Two Americans, David and Jack, are touring Europe and have hit the England portion of their tour. Arriving on the Yorkshire Moors, they briefly visit a pub called The Slaughtered Lamb where the locals are only slightly stranger than usual for isolated British village pubs (trust me on this), before setting off again to get attacked by a werewolf when they get lost on the Moors. Jack is killed but David is only injured before the locals arrive to kill the werewolf, and so David is taken to hospital in London to recover. It's there that he learns from his undead friend Jack (that only he can see) that he has inherited the curse of the werewolf and will become one on the next full moon, unless he kills himself. Has David just snapped as a result of the attack and death of his friend, or has he really become a werewolf?
Director John Landis apparently got the idea for An American Werewolf in London all the way back in 1970 while working on another movie on location in Yugoslavia, when he came across a Roma funeral - the deceased was being buried feet-first and wrapped in garlic to stop him from rising from the dead. It took him nearly a whole decade before he had the funds to actually make the movie, but I think we can all agree that it was all worth the wait. One of the main reasons for this is the Oscar-winning work of special makeup effects maestro Rick Baker, whose work on the werewolf transformation scene has become a benchmark against which all other werewolf transformations now get measured (his work on the undead Jack and later on the other werewolf victims is also spectacular, of course).
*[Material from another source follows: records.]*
use thiserror::Error;

/// Errors produced while analyzing a repository.
#[derive(Error, Debug)]
pub enum Error {
    #[error("git {} failed (exit code {code:?}): {stderr}", args.join(" "))]
    Vcs {
        args: Vec<String>,
        code: Option<i32>,
        stderr: String,
    },

    #[error("git {} timed out after {secs}s", args.join(" "))]
    Timeout { args: Vec<String>, secs: u64 },

    #[error("parse error: {0}")]
    Parse(String),

    #[error("invalid {name} regex: {source}")]
    FilterConfig {
        name: &'static str,
        #[source]
        source: regex::Error,
    },

    #[error("IO error: {0}")]
    Io(#[from] std::io::Error),

    #[error("JSON error: {0}")]
    Json(#[from] serde_json::Error),

    #[error("task failed: {0}")]
    TaskFailure(String),

    #[error("analysis cancelled")]
    Cancelled,

    #[error("branch '{0}' not found")]
    BranchNotFound(String),

    #[error("{0}")]
    Prerequisite(String),

    #[error("invalid argument: {0}")]
    InvalidArgument(String),
}

pub type Result<T> = std::result::Result<T, Error>;

/// Process exit code when the analysis produced no data.
pub const EXIT_EMPTY: i32 = 3;
/// Process exit code when the graph page could not be produced.
pub const EXIT_GRAPH: i32 = 4;

impl Error {
    /// Exit code reported by the binary for this error.
    pub fn exit_code(&self) -> i32 {
        match self {
            Error::BranchNotFound(_)
            | Error::Prerequisite(_)
            | Error::InvalidArgument(_)
            | Error::FilterConfig { .. } => 1,
            _ => 2,
        }
    }
}

impl From<git2::Error> for Error {
    fn from(err: git2::Error) -> Self {
        Error::Prerequisite(format!("not a git repository (or any parent): {}", err.message()))
    }
}

#[cfg(test)]
#[path = "error_test.rs"]
mod tests;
Another reason why An American Werewolf in London is so beloved and has stood the test of time (and the fickleness of horror fans) is its humour. It took a long time for Landis to get the funding for the film because many financiers thought that the film would be too funny and not horrific enough to be a 'proper' horror film - producers even wanted him to cast Dan Akyroyd and John Belushi as David and Jack. Now I love The Blues Brothers as much as the next person with taste, but I think we can all say that the film wouldn't have been anywhere near as good if that had been the way the casting went. However, the humour that is there makes the characters in the film seem much more sympathetic - including the various victims of the werewolf, some of whom helpfully suggest ways to commit suicide as David hides in a porn theatre in Soho, despairing of his situation.
(Amusingly, many of the audience when the film came out also believed, because of John Landis' previous work on films like National Lampoon's Animal House, that the film would be an outright comedy, and a great many of them ended up fleeing the cinema is horror when they actually saw all the blood and gore on screen. I like to think that a lot of them were broken by the Nazi zombie nightmare just like me.)
Now I will freely admit that, out of all the classic horror movie monsters, werewolves tend to be the ones that impress me the least, but An American Werewolf in London is one of the few exceptions to that. I think it's because it focuses less on the mythology of werewolves or the whole "humans have deep-down animalistic tendencies and werewolves are the psychological release of these subconscious desires" theme that often comes up in werewolf films, and is much more about the horror of becoming a werewolf, especially when the protagonist is an everyman that the audience can identify with. And there's no actual villain, either, just people with varying degrees of bad luck. So I most definitely have to recommend An American Werewolf in London, if for no other reason than any werewolf movie that I actually enjoy has to be a good one.